- Pitcher
- Born: October 14, 1868 St. Louis County, Missouri, U.S.
- Died: January 26, 1906 (aged 37) Kansas City, Missouri, U.S.
- Batted: UnknownThrew: Unknown

MLB debut
- July 18, 1894, for the Brooklyn Grooms

Last MLB appearance
- August 30, 1894, for the Brooklyn Grooms

MLB statistics
- Win–loss record: 2–4
- Earned run average: 7.85
- Strikeouts: 10
- Stats at Baseball Reference

Teams
- Brooklyn Grooms (1894);

= Fred Underwood =

American baseball player (1868–1906)

Frederick Theodore Underwood (October 14, 1868 – January 26, 1906) was an American Major League Baseball pitcher during part of the 1894 season. He was a native of St. Louis County, Missouri.

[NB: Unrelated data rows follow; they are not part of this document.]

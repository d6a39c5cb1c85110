//! assocrank-test-utils — Fixtures and fault-injecting wrappers shared by
//! the workspace's tests.

pub mod faults;
pub mod fixtures;

pub use faults::{FailingSink, FlakyRepository};
pub use pretty_assertions::assert_eq;
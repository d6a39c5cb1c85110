//! Aggregated association scores, one accumulator per reduction method.

use crate::entities::PairKey;
use crate::error::AssocError;
use crate::registry::DatasourceRegistry;
use serde::{Deserialize, Serialize};
use std::collections::BTreeMap;
use std::fmt;
use std::str::FromStr;

// ── Method registry ──────────────────────────────────────────────────────────

/// Reduction methods. Adding one means adding a case to the scorer.
#[derive(Debug, Clone, Copy, PartialEq, Eq, Hash, Serialize, Deserialize)]
#[serde(rename_all = "kebab-case")]
pub enum ScoringMethod {
    HarmonicSum,
    Sum,
    Max,
}

impl ScoringMethod {
    pub const ALL: [ScoringMethod; 3] = [
        ScoringMethod::HarmonicSum,
        ScoringMethod::Sum,
        ScoringMethod::Max,
    ];

    pub fn as_str(&self) -> &'static str {
        match self {
            ScoringMethod::HarmonicSum => "harmonic-sum",
            ScoringMethod::Sum => "sum",
            ScoringMethod::Max => "max",
        }
    }
}

impl fmt::Display for ScoringMethod {
    fn fmt(&self, f: &mut fmt::Formatter<'_>) -> fmt::Result {
        f.write_str(self.as_str())
    }
}

impl FromStr for ScoringMethod {
    type Err = AssocError;

    fn from_str(s: &str) -> Result<Self, Self::Err> {
        match s {
            "harmonic-sum" => Ok(ScoringMethod::HarmonicSum),
            "sum" => Ok(ScoringMethod::Sum),
            "max" => Ok(ScoringMethod::Max),
            other => Err(AssocError::UnknownMethod(other.to_string())),
        }
    }
}

/// How the max method propagates a new maximum across granularities.
#[derive(Debug, Clone, Copy, Default, PartialEq, Eq, Serialize, Deserialize)]
#[serde(rename_all = "lowercase")]
pub enum MaxMode {
    /// Gated propagation as the legacy scorer did it: a score must beat its
    /// datasource slot, is then written to the slot named after its
    /// datatype, and reaches `overall` only by raising its datatype max.
    /// Datatype and overall maxima come out right; datasource slots do not.
    #[default]
    Nested,
    /// Each granularity keeps its own running max under its own key.
    Independent,
}

// ── Per-method accumulator ───────────────────────────────────────────────────

/// Accumulator for one reduction method.
///
/// Invariant: `evidence_count` equals the sum of `datatype_evidence_count`
/// and the sum of `datasource_evidence_count`.
#[derive(Debug, Clone, PartialEq, Serialize, Deserialize)]
pub struct AssociationScore {
    pub overall: f64,
    pub evidence_count: u64,
    pub datatypes: BTreeMap<String, f64>,
    pub datatype_evidence_count: BTreeMap<String, u64>,
    pub datasources: BTreeMap<String, f64>,
    pub datasource_evidence_count: BTreeMap<String, u64>,
}

impl AssociationScore {
    /// All-zero accumulator with every registered datasource and datatype
    /// present.
    pub fn seeded(registry: &DatasourceRegistry) -> Self {
        let mut score = Self {
            overall: 0.0,
            evidence_count: 0,
            datatypes: BTreeMap::new(),
            datatype_evidence_count: BTreeMap::new(),
            datasources: BTreeMap::new(),
            datasource_evidence_count: BTreeMap::new(),
        };
        for (ds, dt) in registry.entries() {
            score.datasources.insert(ds.to_string(), 0.0);
            score.datasource_evidence_count.insert(ds.to_string(), 0);
            score.datatypes.insert(dt.to_string(), 0.0);
            score.datatype_evidence_count.insert(dt.to_string(), 0);
        }
        score
    }

    /// Count one evidence item at every granularity.
    pub fn record_evidence(&mut self, datatype: &str, datasource: &str) {
        self.evidence_count += 1;
        bump(&mut self.datatype_evidence_count, datatype);
        bump(&mut self.datasource_evidence_count, datasource);
    }

    pub fn datatype_score(&self, datatype: &str) -> f64 {
        self.datatypes.get(datatype).copied().unwrap_or(0.0)
    }

    pub fn datasource_score(&self, datasource: &str) -> f64 {
        self.datasources.get(datasource).copied().unwrap_or(0.0)
    }

    pub fn counts_consistent(&self) -> bool {
        let by_dt: u64 = self.datatype_evidence_count.values().sum();
        let by_ds: u64 = self.datasource_evidence_count.values().sum();
        self.evidence_count == by_dt && self.evidence_count == by_ds
    }
}

fn bump(counts: &mut BTreeMap<String, u64>, key: &str) {
    match counts.get_mut(key) {
        Some(c) => *c += 1,
        None => {
            counts.insert(key.to_string(), 1);
        }
    }
}

// ── Score set ────────────────────────────────────────────────────────────────

/// All method accumulators for one (target, disease) key.
#[derive(Debug, Clone, PartialEq, Serialize, Deserialize)]
pub struct AssociationScoreSet {
    pub id: String,
    pub target: String,
    pub disease: String,
    #[serde(rename = "harmonic-sum")]
    pub harmonic_sum: AssociationScore,
    pub sum: AssociationScore,
    pub max: AssociationScore,
}

impl AssociationScoreSet {
    pub fn new(key: &PairKey, registry: &DatasourceRegistry) -> Self {
        let seeded = AssociationScore::seeded(registry);
        Self {
            id: key.id(),
            target: key.target_id.clone(),
            disease: key.disease_id.clone(),
            harmonic_sum: seeded.clone(),
            sum: seeded.clone(),
            max: seeded,
        }
    }

    pub fn key(&self) -> PairKey {
        PairKey::new(self.target.clone(), self.disease.clone())
    }

    pub fn method(&self, method: ScoringMethod) -> &AssociationScore {
        match method {
            ScoringMethod::HarmonicSum => &self.harmonic_sum,
            ScoringMethod::Sum => &self.sum,
            ScoringMethod::Max => &self.max,
        }
    }

    pub fn method_mut(&mut self, method: ScoringMethod) -> &mut AssociationScore {
        match method {
            ScoringMethod::HarmonicSum => &mut self.harmonic_sum,
            ScoringMethod::Sum => &mut self.sum,
            ScoringMethod::Max => &mut self.max,
        }
    }
}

Underwood appeared in seven games for the Brooklyn Grooms of the National League, starting six of them and completing five. He gave up 110 baserunners (80 hits and 30 walks) in just 47 innings. He also gave up 62 runs, but only 41 of them were earned runs.

Despite his struggles he did win two games for Brooklyn...July 21 against the Philadelphia Phillies (8-7) and July 28 against the Washington Senators (9-5). He was more successful with the bat, as he went 7-for-18 for a batting average of .389.

In his short MLB career he was 2–4 with 10 strikeouts and an earned run average of 7.85.

Underwood died at the age of 37 in Kansas City, Missouri.